"""

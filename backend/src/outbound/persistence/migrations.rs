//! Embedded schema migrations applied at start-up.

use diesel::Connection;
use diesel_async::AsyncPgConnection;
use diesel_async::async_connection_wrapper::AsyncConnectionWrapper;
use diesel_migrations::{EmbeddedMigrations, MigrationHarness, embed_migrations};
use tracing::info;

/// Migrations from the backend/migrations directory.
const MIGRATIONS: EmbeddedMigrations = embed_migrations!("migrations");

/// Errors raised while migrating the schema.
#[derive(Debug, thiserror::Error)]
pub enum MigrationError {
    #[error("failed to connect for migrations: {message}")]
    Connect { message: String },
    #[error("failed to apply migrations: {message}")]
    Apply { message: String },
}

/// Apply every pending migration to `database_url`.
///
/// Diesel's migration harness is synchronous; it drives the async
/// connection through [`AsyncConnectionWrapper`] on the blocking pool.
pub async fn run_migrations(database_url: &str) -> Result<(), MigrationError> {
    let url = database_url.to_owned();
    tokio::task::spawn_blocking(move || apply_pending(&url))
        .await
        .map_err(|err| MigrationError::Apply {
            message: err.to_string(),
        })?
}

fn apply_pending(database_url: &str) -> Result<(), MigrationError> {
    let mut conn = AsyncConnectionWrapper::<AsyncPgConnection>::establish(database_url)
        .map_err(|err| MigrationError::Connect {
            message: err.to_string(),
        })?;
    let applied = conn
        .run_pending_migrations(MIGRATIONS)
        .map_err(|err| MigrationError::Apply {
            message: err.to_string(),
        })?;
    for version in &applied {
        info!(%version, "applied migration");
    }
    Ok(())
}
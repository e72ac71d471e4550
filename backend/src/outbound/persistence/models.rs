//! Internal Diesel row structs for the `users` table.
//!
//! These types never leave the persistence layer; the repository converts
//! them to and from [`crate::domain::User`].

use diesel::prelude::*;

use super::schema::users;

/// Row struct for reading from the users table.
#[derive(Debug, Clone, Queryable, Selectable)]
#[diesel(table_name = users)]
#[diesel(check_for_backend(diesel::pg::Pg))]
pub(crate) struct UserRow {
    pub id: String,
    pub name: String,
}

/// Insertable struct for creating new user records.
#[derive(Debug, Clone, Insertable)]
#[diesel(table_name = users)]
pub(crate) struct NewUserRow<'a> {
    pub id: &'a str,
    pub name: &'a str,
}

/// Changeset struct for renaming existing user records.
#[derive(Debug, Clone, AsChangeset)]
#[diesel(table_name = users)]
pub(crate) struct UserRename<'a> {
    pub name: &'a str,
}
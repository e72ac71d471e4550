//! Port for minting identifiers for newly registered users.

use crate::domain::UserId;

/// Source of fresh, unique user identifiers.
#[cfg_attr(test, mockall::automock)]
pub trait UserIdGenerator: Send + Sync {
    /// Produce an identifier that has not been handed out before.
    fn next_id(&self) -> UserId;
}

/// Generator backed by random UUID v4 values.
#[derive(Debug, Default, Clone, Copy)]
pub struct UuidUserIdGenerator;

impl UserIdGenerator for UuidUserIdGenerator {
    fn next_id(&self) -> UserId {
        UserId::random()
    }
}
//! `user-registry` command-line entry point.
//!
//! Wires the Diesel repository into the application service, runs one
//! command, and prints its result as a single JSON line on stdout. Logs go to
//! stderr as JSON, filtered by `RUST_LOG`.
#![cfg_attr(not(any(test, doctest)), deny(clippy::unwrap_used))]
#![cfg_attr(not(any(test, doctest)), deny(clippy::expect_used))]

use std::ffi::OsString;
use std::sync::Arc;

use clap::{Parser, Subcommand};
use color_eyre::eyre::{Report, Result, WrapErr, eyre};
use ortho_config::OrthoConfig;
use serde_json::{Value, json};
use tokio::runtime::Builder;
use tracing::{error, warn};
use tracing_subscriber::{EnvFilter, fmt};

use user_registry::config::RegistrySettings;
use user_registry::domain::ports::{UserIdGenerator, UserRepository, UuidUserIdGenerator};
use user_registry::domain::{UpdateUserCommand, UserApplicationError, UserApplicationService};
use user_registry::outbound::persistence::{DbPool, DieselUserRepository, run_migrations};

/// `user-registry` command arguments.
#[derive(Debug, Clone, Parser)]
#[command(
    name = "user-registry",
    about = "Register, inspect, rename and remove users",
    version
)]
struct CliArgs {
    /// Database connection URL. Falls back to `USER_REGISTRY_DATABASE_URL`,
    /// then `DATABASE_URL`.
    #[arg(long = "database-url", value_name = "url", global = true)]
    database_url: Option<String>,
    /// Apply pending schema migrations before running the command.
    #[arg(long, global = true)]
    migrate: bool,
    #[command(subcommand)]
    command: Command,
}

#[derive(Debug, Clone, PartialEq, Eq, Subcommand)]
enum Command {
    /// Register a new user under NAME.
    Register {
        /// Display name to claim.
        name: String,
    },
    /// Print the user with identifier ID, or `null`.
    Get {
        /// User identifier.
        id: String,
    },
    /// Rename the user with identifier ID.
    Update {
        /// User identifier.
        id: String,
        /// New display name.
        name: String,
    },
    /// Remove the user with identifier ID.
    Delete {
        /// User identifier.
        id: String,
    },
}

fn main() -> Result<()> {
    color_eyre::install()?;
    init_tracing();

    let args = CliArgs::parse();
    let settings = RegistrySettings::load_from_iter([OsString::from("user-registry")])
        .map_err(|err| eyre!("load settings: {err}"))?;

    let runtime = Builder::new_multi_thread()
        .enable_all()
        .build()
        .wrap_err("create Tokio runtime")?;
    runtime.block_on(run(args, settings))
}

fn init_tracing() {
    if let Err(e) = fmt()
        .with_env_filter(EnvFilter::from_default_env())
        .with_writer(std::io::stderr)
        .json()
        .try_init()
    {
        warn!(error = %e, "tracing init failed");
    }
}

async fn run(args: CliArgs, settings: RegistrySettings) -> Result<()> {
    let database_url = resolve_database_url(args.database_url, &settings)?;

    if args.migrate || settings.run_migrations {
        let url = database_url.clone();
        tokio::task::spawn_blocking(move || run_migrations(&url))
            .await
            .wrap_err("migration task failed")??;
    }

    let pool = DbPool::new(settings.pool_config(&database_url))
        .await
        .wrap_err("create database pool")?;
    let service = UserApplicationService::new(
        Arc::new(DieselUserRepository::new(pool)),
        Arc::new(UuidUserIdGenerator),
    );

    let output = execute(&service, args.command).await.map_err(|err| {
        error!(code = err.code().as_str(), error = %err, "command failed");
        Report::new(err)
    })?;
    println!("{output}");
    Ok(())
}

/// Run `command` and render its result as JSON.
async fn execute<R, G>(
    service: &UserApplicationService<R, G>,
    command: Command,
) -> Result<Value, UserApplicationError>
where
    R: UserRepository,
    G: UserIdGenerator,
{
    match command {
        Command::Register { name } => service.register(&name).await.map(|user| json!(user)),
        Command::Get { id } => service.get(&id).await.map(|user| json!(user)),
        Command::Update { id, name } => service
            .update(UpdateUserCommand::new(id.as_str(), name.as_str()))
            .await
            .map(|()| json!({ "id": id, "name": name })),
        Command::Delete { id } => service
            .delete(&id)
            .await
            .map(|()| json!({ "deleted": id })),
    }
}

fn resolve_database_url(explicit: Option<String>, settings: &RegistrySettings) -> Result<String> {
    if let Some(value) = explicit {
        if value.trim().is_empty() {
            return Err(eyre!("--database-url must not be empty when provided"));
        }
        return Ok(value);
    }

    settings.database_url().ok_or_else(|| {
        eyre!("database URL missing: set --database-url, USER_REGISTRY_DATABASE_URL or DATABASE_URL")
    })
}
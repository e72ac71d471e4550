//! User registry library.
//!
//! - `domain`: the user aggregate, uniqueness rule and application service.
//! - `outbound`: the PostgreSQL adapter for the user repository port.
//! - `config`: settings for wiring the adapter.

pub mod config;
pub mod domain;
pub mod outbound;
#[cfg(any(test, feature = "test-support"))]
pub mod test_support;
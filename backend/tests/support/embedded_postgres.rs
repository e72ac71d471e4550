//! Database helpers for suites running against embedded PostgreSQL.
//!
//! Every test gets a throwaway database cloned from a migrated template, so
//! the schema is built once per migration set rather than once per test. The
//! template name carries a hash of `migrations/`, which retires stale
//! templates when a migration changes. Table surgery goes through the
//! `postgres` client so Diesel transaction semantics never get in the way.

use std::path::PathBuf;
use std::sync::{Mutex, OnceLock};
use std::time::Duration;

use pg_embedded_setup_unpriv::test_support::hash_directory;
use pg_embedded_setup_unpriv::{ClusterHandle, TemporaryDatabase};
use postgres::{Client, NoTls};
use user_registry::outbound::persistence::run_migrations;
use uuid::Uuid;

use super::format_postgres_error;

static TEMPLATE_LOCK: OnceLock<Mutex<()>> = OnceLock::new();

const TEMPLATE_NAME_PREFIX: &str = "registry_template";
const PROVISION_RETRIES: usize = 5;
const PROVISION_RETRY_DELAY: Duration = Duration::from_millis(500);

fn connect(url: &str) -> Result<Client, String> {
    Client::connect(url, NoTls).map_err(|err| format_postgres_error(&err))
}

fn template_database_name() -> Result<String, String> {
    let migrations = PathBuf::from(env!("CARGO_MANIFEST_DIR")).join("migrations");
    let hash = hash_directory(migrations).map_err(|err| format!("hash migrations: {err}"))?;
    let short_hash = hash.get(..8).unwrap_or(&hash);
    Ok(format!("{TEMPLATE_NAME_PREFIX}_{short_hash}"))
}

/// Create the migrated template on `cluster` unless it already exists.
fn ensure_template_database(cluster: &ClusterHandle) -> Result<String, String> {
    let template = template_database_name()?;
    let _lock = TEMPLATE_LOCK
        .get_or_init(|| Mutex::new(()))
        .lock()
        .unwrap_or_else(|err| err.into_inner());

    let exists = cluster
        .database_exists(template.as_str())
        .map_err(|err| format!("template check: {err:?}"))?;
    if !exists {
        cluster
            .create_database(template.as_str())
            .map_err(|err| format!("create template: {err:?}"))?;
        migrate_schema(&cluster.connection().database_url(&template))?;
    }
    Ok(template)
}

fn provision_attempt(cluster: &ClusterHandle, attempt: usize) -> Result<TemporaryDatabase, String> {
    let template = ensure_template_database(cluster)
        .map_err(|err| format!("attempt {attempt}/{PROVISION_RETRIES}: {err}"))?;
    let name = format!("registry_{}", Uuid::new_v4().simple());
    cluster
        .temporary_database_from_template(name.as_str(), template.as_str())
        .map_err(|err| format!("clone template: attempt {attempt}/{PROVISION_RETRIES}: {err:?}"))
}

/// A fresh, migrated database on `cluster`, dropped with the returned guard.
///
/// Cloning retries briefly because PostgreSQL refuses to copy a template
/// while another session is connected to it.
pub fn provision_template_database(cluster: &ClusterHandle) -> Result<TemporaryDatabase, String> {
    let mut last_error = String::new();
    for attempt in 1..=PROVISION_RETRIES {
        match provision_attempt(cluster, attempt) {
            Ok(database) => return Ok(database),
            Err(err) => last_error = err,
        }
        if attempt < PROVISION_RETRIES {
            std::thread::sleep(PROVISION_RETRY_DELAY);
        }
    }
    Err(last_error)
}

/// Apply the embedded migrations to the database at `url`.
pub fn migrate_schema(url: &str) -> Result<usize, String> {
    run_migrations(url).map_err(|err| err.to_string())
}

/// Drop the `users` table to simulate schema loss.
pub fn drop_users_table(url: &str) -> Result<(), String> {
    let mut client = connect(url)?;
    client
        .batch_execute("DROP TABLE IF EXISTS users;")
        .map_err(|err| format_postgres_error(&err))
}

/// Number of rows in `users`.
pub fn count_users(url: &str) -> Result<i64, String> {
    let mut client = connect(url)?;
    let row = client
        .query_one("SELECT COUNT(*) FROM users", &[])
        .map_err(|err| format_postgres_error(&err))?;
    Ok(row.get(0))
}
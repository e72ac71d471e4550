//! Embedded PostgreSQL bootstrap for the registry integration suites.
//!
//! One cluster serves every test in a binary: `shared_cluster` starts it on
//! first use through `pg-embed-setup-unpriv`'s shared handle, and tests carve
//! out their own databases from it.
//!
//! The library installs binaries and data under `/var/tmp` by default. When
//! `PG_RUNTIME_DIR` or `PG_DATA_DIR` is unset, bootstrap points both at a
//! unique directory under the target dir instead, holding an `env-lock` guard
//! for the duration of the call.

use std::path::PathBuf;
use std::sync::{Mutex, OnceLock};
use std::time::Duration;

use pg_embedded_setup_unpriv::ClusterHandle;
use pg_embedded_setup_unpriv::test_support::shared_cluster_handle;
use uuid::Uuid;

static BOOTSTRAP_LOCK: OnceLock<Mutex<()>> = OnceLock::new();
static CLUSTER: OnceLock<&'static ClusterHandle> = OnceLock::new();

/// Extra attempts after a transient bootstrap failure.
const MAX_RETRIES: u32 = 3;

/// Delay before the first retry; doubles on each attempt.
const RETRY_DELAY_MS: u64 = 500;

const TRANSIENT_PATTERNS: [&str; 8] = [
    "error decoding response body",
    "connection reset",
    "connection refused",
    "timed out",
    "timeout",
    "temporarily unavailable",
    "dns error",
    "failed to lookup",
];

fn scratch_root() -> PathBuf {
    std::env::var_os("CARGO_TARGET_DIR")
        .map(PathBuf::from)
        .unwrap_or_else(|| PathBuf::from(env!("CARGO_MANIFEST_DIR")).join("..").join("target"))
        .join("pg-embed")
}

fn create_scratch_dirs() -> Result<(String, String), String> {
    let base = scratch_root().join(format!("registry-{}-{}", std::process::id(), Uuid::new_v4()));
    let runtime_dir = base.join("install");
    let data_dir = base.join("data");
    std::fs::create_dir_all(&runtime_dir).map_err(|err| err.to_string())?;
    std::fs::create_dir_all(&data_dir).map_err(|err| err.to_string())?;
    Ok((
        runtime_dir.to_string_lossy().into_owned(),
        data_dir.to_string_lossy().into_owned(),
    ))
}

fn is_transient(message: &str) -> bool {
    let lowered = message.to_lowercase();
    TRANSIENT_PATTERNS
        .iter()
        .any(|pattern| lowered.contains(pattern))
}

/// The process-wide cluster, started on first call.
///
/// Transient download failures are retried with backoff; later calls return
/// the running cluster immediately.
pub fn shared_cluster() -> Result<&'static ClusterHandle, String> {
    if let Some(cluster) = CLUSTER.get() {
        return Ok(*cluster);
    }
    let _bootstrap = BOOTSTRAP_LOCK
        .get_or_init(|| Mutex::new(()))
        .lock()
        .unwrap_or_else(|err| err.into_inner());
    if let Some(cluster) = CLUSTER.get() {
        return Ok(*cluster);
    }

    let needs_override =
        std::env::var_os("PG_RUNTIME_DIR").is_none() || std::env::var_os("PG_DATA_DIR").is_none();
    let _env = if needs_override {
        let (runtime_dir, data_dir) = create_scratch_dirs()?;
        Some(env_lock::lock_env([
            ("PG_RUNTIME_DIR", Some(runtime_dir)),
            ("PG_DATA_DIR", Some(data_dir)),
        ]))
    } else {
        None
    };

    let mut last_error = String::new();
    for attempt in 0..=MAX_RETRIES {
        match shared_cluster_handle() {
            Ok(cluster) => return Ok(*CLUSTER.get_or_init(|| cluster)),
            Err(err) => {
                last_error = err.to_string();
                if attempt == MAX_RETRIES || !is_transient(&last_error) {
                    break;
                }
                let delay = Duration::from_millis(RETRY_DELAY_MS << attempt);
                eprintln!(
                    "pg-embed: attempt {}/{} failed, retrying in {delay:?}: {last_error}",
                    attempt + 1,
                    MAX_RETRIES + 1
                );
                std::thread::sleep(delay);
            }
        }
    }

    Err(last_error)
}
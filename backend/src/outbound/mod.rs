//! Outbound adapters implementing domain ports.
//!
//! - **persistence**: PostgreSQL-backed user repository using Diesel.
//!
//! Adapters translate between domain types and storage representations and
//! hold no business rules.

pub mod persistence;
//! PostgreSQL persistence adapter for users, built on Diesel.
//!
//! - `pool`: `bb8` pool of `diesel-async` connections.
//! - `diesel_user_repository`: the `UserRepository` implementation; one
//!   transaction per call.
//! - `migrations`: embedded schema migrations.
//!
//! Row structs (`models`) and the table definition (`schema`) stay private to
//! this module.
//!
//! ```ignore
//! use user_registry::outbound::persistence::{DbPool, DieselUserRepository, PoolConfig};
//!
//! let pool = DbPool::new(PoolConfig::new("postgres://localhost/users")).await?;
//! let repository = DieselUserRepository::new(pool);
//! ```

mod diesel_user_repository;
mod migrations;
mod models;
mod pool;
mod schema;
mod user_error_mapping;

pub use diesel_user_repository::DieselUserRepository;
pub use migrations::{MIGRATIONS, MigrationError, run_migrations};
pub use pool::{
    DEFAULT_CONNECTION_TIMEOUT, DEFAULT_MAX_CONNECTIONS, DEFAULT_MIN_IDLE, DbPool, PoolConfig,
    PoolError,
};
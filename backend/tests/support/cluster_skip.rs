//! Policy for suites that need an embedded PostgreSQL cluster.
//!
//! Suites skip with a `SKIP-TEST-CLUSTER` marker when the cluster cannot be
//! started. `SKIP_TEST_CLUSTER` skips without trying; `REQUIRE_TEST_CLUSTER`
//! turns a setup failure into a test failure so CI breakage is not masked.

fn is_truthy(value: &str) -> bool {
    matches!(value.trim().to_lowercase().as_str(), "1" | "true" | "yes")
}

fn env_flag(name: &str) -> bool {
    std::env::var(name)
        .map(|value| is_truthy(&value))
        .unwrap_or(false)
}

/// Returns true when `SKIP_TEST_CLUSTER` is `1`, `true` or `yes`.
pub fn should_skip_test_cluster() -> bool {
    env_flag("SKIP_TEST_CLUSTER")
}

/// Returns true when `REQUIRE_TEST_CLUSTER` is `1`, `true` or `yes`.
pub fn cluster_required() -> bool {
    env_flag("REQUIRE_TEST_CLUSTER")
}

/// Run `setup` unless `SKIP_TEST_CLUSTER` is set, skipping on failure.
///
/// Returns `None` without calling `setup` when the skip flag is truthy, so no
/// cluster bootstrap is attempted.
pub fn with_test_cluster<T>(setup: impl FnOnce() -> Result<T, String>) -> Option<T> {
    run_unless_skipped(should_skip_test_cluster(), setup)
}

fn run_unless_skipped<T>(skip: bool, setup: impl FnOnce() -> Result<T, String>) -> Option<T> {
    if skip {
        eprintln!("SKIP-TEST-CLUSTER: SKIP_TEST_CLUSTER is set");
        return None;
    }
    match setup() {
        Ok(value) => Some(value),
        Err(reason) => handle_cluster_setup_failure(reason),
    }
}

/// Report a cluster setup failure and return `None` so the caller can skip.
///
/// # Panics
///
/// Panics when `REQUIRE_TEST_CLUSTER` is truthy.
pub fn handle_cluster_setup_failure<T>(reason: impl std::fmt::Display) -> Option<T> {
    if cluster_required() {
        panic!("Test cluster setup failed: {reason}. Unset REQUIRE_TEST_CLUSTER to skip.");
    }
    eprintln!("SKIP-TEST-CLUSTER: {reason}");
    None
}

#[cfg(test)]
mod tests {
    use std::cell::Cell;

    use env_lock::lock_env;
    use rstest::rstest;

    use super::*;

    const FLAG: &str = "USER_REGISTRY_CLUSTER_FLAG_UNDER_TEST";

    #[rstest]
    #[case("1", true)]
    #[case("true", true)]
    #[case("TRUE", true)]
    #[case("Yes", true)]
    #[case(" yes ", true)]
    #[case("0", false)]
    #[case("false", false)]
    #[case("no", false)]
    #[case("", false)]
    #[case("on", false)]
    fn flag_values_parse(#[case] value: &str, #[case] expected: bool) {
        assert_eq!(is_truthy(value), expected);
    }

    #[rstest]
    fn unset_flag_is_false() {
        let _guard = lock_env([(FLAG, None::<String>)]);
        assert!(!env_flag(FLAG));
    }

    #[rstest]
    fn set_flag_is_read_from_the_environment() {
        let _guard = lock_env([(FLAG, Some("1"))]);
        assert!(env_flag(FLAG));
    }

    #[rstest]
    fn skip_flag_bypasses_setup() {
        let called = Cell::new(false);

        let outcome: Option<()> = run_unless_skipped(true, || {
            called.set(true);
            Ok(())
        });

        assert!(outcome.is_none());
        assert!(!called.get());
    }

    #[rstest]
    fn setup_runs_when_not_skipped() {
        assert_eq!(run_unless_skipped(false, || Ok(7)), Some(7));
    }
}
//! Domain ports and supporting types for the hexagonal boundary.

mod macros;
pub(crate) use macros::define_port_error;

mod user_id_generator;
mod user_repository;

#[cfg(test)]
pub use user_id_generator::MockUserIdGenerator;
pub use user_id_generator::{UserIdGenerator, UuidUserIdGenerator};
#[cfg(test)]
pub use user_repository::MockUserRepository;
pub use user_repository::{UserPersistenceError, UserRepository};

"""

> TASK DESCRIPTION
Go through the records and copy each line with "bool" in it.

> YOUR SOLUTION
    migrate: bool,
fn is_transient(message: &str) -> bool {
fn is_truthy(value: &str) -> bool {
fn env_flag(name: &str) -> bool {
pub fn should_skip_test_cluster() -> bool {
pub fn cluster_required() -> bool {
fn run_unless_skipped<T>(skip: bool, setup: impl FnOnce() -> Result<T, String>) -> Option<T> {
    fn flag_values_parse(#[case] value: &str, #[case] expected: bool) {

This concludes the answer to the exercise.